Berrond hocha la tête, méditant.
— Et le « meurtre ultime » ? demanda Noël. Avec le dernier couteau ? C’était qui ?
— Je pense, sans trop me tromper, qu’il s’agissait du chirurgien qui lui a ôté l’embryon mortel.
— Bien entendu, dit Matthieu en hochant la tête, avec un regard ambigu, sonné par sa défaite en même temps que comblé par la victoire de son collègue. Tu ne te trompes pas, tu as raison sur toute la ligne. Au moins une vie qu’on a sauvée.
Adamsberg se leva, fit un signe au commissaire et c’est Matthieu qui passa les menottes à Maël, ce dont Adamsberg lui sut gré.
XLVII
Tous les médias du soir furent informés de la conclusion de l’enquête à la demande expresse d’Adamsberg, aspirant à la disparition de l’épais brouillard de peur et de défiance qui embrumait les esprits, enveloppant Louviec d’une grisaille suspicieuse, dont Josselin faisait tout particulièrement les frais.

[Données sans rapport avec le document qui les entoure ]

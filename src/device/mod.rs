//! Device data model
//!
//! - [`identity`] - hardware address and the `deviceID` derived from it
//! - [`channel`] - typed channels and their values
//! - [`registry`] - the ordered channel set plus document rendering

pub mod channel;
pub mod identity;
pub mod registry;

pub use channel::{Channel, ChannelKind, ChannelSpec, ChannelValue};
pub use identity::{DeviceId, HardwareAddress, IdentityError, IdentitySource, InterfaceIdentity};
pub use registry::{ChannelRegistry, RegistryError};

/// Fixed device label announced in the provisioning document
pub const DEVICE_NAME: &str = "relay";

La fin de la soirée fut mitigée de mélancolie et de soulagement. Revenu de Rennes avec Matthieu, Adamsberg répondait comme il le pouvait aux multiples questions de ses collègues. Lorsqu’il avait mis la main sur le meurtrier des cinq jeunes filles, il en avait ressenti un plaisir intense. Mais il s’agissait d’une bête féroce. Au lieu que Maël avait été un puits de souffrance. Qui avait tout de même ravagé six vies et semé la désolation. S’il y en avait une qu’il ne regrettait pas, c’était celle de Robic.
Durant tout le temps qu’avait duré l’enquête, Adamsberg avait quotidiennement tenu son équipe de Paris au courant des faits, de même qu’il en informait tous les trois à quatre jours son ami Lucio, un très vieil Espagnol avec lequel, le soir, il allait boire une bière sous l’arbre de leur petit jardin. Il lui manquait. Tout fruste fût-il, et tant économe de ses paroles, Lucio était de ceux qu’on dit imprégnés de sagesse naturelle. Il se demandait ce qu’il lui aurait dit, en le moins de mots possible.
Il sentit Johan lui secouer l’épaule.
— Ça te tracasse, hein ?
— Oui, Johan. Je ne l’ai pas connu longtemps ni beaucoup, mais je l’aimais bien, Maël.